• Given information:
━━━

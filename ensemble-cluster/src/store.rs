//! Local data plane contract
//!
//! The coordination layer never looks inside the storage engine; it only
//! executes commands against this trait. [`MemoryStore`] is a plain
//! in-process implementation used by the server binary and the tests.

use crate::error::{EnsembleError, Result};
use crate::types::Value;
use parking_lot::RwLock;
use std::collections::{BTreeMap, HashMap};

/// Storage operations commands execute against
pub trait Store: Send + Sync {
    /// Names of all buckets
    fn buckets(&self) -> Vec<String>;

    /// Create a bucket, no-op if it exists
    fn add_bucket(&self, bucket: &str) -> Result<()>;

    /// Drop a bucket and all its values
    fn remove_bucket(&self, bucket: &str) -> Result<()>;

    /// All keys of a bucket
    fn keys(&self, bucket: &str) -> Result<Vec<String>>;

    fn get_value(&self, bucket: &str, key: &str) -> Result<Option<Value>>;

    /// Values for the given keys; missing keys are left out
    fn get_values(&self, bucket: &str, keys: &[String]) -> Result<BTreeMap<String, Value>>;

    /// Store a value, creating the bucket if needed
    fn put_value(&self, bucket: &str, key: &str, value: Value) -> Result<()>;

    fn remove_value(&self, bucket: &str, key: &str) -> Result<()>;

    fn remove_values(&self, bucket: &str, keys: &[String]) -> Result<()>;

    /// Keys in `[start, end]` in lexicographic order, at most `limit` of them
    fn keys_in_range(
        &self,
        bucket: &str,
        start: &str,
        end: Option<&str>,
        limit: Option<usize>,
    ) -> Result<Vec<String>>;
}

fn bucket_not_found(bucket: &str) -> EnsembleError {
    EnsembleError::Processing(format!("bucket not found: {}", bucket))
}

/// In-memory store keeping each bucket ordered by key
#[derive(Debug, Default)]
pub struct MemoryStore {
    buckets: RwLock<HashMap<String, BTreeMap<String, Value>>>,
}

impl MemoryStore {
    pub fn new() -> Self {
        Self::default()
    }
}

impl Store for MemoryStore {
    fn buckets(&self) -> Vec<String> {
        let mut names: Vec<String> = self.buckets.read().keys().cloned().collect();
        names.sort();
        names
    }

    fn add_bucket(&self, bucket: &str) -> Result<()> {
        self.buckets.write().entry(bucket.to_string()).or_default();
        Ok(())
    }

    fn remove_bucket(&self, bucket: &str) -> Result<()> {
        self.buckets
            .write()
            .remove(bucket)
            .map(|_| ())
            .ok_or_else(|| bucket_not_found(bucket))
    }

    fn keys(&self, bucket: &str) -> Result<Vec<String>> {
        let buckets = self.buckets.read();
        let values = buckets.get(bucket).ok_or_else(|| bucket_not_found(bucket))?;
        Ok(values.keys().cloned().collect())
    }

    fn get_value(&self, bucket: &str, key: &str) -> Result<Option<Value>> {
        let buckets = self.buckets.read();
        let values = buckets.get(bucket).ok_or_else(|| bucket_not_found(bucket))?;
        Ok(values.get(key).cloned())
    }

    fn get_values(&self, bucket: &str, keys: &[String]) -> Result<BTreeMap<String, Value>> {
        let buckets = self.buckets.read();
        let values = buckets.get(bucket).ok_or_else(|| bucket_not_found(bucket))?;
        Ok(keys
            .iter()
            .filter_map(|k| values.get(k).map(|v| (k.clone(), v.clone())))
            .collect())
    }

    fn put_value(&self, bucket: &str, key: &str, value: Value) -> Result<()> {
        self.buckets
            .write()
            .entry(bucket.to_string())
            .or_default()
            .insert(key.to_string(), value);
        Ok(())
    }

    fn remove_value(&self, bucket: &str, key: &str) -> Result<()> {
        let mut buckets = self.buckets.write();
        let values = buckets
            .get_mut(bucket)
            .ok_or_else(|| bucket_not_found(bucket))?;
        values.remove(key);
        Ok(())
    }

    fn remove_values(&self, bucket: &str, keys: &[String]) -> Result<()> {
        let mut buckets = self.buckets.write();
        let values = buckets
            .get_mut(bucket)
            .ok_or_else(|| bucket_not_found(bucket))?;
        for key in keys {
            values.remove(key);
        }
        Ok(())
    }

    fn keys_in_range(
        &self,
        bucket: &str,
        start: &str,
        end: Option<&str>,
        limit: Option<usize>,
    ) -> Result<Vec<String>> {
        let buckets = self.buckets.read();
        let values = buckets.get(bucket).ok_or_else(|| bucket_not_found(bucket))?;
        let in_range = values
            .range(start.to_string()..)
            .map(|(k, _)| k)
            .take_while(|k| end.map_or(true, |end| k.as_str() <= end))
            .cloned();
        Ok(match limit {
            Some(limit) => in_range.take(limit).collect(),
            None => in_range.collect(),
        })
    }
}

━━━

• Activity: The word to find is "start". Copy every line of the data that holds it.

• Result:
    /// Keys in `[start, end]` in lexicographic order, at most `limit` of them
        start: &str,
        start: &str,
            .range(start.to_string()..)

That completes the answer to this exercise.